How to Become a Philanthropist



When you think ‘philanthropy,’ do you envision famous, wealthy people such as Oprah, Bill Gates, and Mark Zuckerberg? And perhaps that thought is followed by, “If only I had the money to help.” The good news is that you can be a philanthropist even if you don’t have millions of dollars to give away. A philanthropist is anyone who seeks to promote the welfare of others and does so by donating not just money, but time. Volunteer. If you’re well known in your community or business, your reputation can also be used to promote a good cause.  Giving of yourself in any way to a cause you are passionate about can be very rewarding.

To help you get started as a philanthropist, consider the following:

Create a Strategy

Think about why you want to become a philanthropist and what you hope to achieve by giving. Though it may seem obvious, there are different outcomes from charitable giving. What is important to you? Do you want to give because you feel it’s your moral duty, or perhaps a religious belief or tradition? Or is a particular cause close to your heart because it affects you or a family member? Your “why” will be the driving force behind all you do for charity.

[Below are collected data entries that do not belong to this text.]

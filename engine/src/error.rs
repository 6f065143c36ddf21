use thiserror::Error;

use crate::tree::NodeId;
use crate::types::Move;

/// A move the rules refuse, with the reason it was refused.
#[derive(Debug, Clone, Error, PartialEq, Eq)]
#[error("{mv}: {reason}")]
pub struct IllegalMove {
    pub mv: Move,
    pub reason: String,
}

impl IllegalMove {
    pub fn new(mv: Move, reason: impl Into<String>) -> Self {
        Self {
            mv,
            reason: reason.into(),
        }
    }

    /// Generic refusal for moves a piece simply cannot make.
    pub(crate) fn not_legal(mv: Move) -> Self {
        Self::new(mv, "not a legal move")
    }
}

#[derive(Debug, Clone, Error, PartialEq, Eq)]
pub enum FenError {
    #[error("missing {0} field")]
    MissingField(&'static str),
    #[error("invalid piece placement: {0}")]
    Placement(String),
    #[error("invalid side to move '{0}'")]
    Turn(String),
    #[error("invalid castling rights '{0}'")]
    Castling(String),
    #[error("invalid en passant square '{0}'")]
    EnPassant(String),
    #[error("invalid move counter '{0}'")]
    Counter(String),
}

#[derive(Debug, Clone, Error, PartialEq, Eq)]
pub enum TreeError {
    #[error("node {0} belongs to a different tree")]
    ForeignNode(NodeId),
    #[error("node {0} is no longer part of the tree")]
    Detached(NodeId),
    #[error("could not find {mv} variation under node {parent}")]
    Diverged { parent: NodeId, mv: Move },
    #[error("node {ancestor} is not an ancestor of node {node}")]
    NotAncestor { ancestor: NodeId, node: NodeId },
}

#[derive(Debug, Clone, Error, PartialEq, Eq)]
pub enum ParseError {
    #[error("invalid square '{0}'")]
    Square(String),
    #[error("invalid move '{0}'")]
    Move(String),
    #[error("invalid promotion piece '{0}'")]
    Promotion(char),
    #[error("unknown annotation '{0}'")]
    Nag(String),
}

There are many charities that need help, so the first step to philanthropy is to determine what’s important to you.

Do Your Research

A good place to start is the Internet and local library. Look for best or top-rated charities as listed by third party organizations. From this list, you can choose those that are important to you, and then dig deeper into each. Find out why they received the rating they did, how they use donations, and what their impact is. Look also for anything negative such as scams or illegal activity and consider the timeframe. If an incident took place years ago, what was done to fix the problem and their reputation? Is there new management? Has the organization turned around?

Look for sustainable solutions

Throwing money at a cause is not enough. This may help in the short-term, but it will need to be done continuously. Say you want to help reduce hunger in your community. The most obvious way to do so would be to donate food or money to open a soup kitchen. A more sustainable solution might be to start a community garden and teach people how to grow, harvest, and prepare their own food.

Another way to help solve problems is to appeal to an organization’s power structure. For example, start campaigns by writing letters and making phone calls to address problems and bring them to the attention of politicians and others who support the cause.

Learn to Lead

Look to successful entrepreneurs and business owners for inspiration and advice. Like them, a philanthropist must be good at problem solving and innovation, as well as having the ability to lead and motivate others. Many great ideas can come out of a good brainstorming session if handled properly. There are many self-help books and videos that can help in this area, as well as seeking input from other successful leaders.


Philanthropy is much more than simply giving money.  There are problems to solve and work to be done, so giving your time is also important. Look for opportunities to volunteer. There are websites dedicated to listing volunteer opportunities as well as matching people and skills to initiatives that can benefit from them.

While the holidays often inspire people to give, remember that most causes need help year round. Approach organizations you care about and ask where you can be of service. What skills do you have that can be put to use to make a difference?

Share your Philanthropy

You join a cause because it is important to you, so it makes sense to tell friends and family about it. Share with them why this cause is import to you and how they can help. Invite them to volunteer with you, help out at events, or even to pursue their own charities. Social media is a great tool for spreading awareness, educating others and creating a buzz. Share articles and links that encourage others to learn more and get involved. Building awareness often leads to more donations to a good cause. Think of the ALS ice bucket challenge. Through the power of social media, millions of dollars were raised for research into a condition most weren’t even aware of.

Give Money

Every bit helps. So maybe you aren’t wealthy, but for a cause you really care about, wouldn’t it feel good to give up some of those fancy lattes and give that money to someone less fortunate? To make sure your hard-earned dollars make an impact, do your research. Not every charity uses their donations in the same way. A good charity can provide a breakdown of where the money goes. As stated earlier, there are many third party organizations that provide this type of information about various charities.

You’ll want to know how the money is spent, what kinds of services are provided, and how that impacts those in need. Look for actual statistics. Once you determine what is important to you and which organizations align with your values, choose the one to few that you will give to. It is better to donate a larger amount to fewer organizations than to give a small amount to many.


Organizations and the people who run them change from time to time. The charities to which you give should be researched and reevaluated each year. Stay up to date with news articles regarding your favorite charities. Has the foundation of the organization changed, and in what way? Are there new board members who may change the organization’s values so they no longer align with yours? Does this affect the way your money is spent? If you see change that you don’t like, look for another organization to support.

Becoming a philanthropist, one who makes an active effort to promote the welfare of others, can be a life-long and very rewarding endeavor. It is truly a lifestyle where your philanthropy becomes a part of you and everything you do. Being a philanthropist comes from the heart.